What can modern computational techniques tell us about science, philosophy, and culture in the Italian Renaissance? Just ask Crystal Hall, a scholar of Galileo Galilei and, as of this fall, Postdoctoral Fellow in the Humanities for Bowdoin’s new Digital and Computational Studies Initiative.
Hall has spent the past decade working on identifying 637 volumes in Galileo’s library and using digital analysis to create not just an archive but an interactive collection, revealing pathways between Galileo’s writing, his life, and the arts and sciences of the time period in which he lived.
In an Oct. 24 talk in the Beam Classroom of the Visual Arts Center, Hall explored the challenges and opportunities of digital tools for humanities research, focusing particularly on her study of how poetry shaped Galileo’s philosophical ideas. She discussed the process of comparing one of his poems, Assayer of 1623, to Ludovico Ariosto’s 1516 epic poem Orlando Furioso (Orlando Enraged), an Italian Renaissance bestseller that Galileo is known to have memorized.
The digital tools that Hall used for this task were computer languages and programs such as XML, Python, Natural Language Toolkit, VoyantTools, and plagiarism software – tools that helped her perform a multitude of textual analysis tasks on a large scale, such as searching for passages where Galileo used quotations and comparing words and context clues across the texts.
While Hall has found Galileo’s works to be heavily influenced by the language of epic poetry, she also found differences that highlighted interesting aspects of his writing. For example, the fact that he used the word “but” profusely in Assayer (twice as often as Ariosto did) pointed out a “zig-zag” element in Galileo’s philosophy.

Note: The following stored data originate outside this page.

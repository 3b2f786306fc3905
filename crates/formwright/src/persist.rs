//! Saving and restoring the field configuration.
//!
//! The configuration is the whole ordered field list, stored as a JSON array
//! under a single key of a [`ConfigStore`]. The store is passed in by the
//! caller; this module never reaches for ambient storage.

use std::collections::{HashMap, HashSet};

use tracing::debug;

use crate::error::{FormError, Result};
use crate::field::{Field, FieldId};

/// Key the configuration is stored under unless settings say otherwise.
pub const DEFAULT_STORAGE_KEY: &str = "formConfiguration";

/// A string key-value store holding saved configurations.
pub trait ConfigStore {
    /// Reads the value under `key`, or `None` if nothing is stored.
    fn get(&self, key: &str) -> Result<Option<String>>;

    /// Writes `value` under `key`, replacing any previous value.
    fn set(&mut self, key: &str, value: &str) -> Result<()>;
}

impl<S: ConfigStore + ?Sized> ConfigStore for &mut S {
    fn get(&self, key: &str) -> Result<Option<String>> {
        (**self).get(key)
    }

    fn set(&mut self, key: &str, value: &str) -> Result<()> {
        (**self).set(key, value)
    }
}

impl<S: ConfigStore + ?Sized> ConfigStore for Box<S> {
    fn get(&self, key: &str) -> Result<Option<String>> {
        (**self).get(key)
    }

    fn set(&mut self, key: &str, value: &str) -> Result<()> {
        (**self).set(key, value)
    }
}

/// An in-memory [`ConfigStore`].
#[derive(Debug, Clone, Default, PartialEq, Eq)]
pub struct MemoryStore {
    entries: HashMap<String, String>,
}

impl MemoryStore {
    /// Creates an empty store.
    pub fn new() -> Self {
        Self::default()
    }

    /// Creates a store holding one entry.
    pub fn with_entry(key: impl Into<String>, value: impl Into<String>) -> Self {
        let mut store = Self::new();
        store.entries.insert(key.into(), value.into());
        store
    }

    /// Returns the raw stored text under `key`.
    pub fn raw(&self, key: &str) -> Option<&str> {
        self.entries.get(key).map(String::as_str)
    }
}

impl ConfigStore for MemoryStore {
    fn get(&self, key: &str) -> Result<Option<String>> {
        Ok(self.entries.get(key).cloned())
    }

    fn set(&mut self, key: &str, value: &str) -> Result<()> {
        self.entries.insert(key.to_string(), value.to_string());
        Ok(())
    }
}

/// Serializes the field list to compact JSON.
pub fn save(fields: &[Field]) -> Result<String> {
    serde_json::to_string(fields).map_err(|e| FormError::Serialize(e.to_string()))
}

/// Serializes the field list to indented JSON.
pub fn save_pretty(fields: &[Field]) -> Result<String> {
    serde_json::to_string_pretty(fields).map_err(|e| FormError::Serialize(e.to_string()))
}

/// Restores a field list from stored text.
///
/// `None` means nothing was stored and yields an empty list. Text that is not
/// a valid configuration fails with [`FormError::Deserialize`]; a
/// configuration repeating an id fails with [`FormError::DuplicateId`], and
/// one holding an id above [`FieldId::MAX`] fails with
/// [`FormError::IdOutOfRange`].
pub fn load(stored: Option<&str>) -> Result<Vec<Field>> {
    let Some(text) = stored else {
        return Ok(Vec::new());
    };

    let fields: Vec<Field> = serde_json::from_str(text)?;

    let mut seen = HashSet::with_capacity(fields.len());
    for field in &fields {
        if field.id() > FieldId::MAX {
            return Err(FormError::IdOutOfRange(field.id().get()));
        }
        if !seen.insert(field.id()) {
            return Err(FormError::DuplicateId(field.id()));
        }
    }

    debug!(count = fields.len(), "parsed stored configuration");
    Ok(fields)
}
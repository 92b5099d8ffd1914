//! Mapwright domain: the content-authoring data layer for a grid-based
//! game world.
//!
//! Typed entity definitions (items, creatures, traders, terrain, movement
//! patterns, spawners), a generic property/reflection model for UI binding,
//! a 2-D grid composing terrain and entities into cells, and a turn-driven
//! spawner. Persistence lives in `mapwright-store`.

pub mod entities;
pub mod error;
pub mod ids;
pub mod random;
pub mod registry;
pub mod value_objects;

pub use entities::{
    cell_layout, CellLayout, Creature, GameMap, Item, MapCell, Movement, ObjectInstance,
    ObjectType, Spawner, Terrain, Trader, WorldObject,
};
pub use error::DomainError;
pub use ids::CreatureId;
pub use random::{FixedRandomSource, RandomSource, ThreadRngSource};
pub use registry::{all_class_definitions, class_definition, register_class_definition};
pub use value_objects::{
    ClassDefinition, Direction, Property, PropertyBag, PropertyKind, PropertyValue,
};
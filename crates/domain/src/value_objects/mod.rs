//! Value objects for the mapwright domain

mod direction;
mod property;

pub use direction::Direction;
pub use property::{ClassDefinition, Property, PropertyBag, PropertyKind, PropertyValue};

“Often the usage of these tools raises more questions than it answers,” Hall said, making for a long process of exploration. Yet for their ability to reveal dimensions of context and connections that were inaccessible via traditional techniques, digital tools have proven immensely valuable to Hall’s work.
Next spring Hall will be teaching some of these methods in a new course called “The Rhetoric of Big Data from Copernicus to Climate Change” as part of the Digital and Computational Studies Initiative. The initiative’s first course offering is this fall’s “Gateway to the Digital Humanities,” taught by Professor of Computer Science Eric Chown and Professor of Art History Pamela Fletcher, in which students are learning to use a wide range of computational techniques for studying topics within the humanities.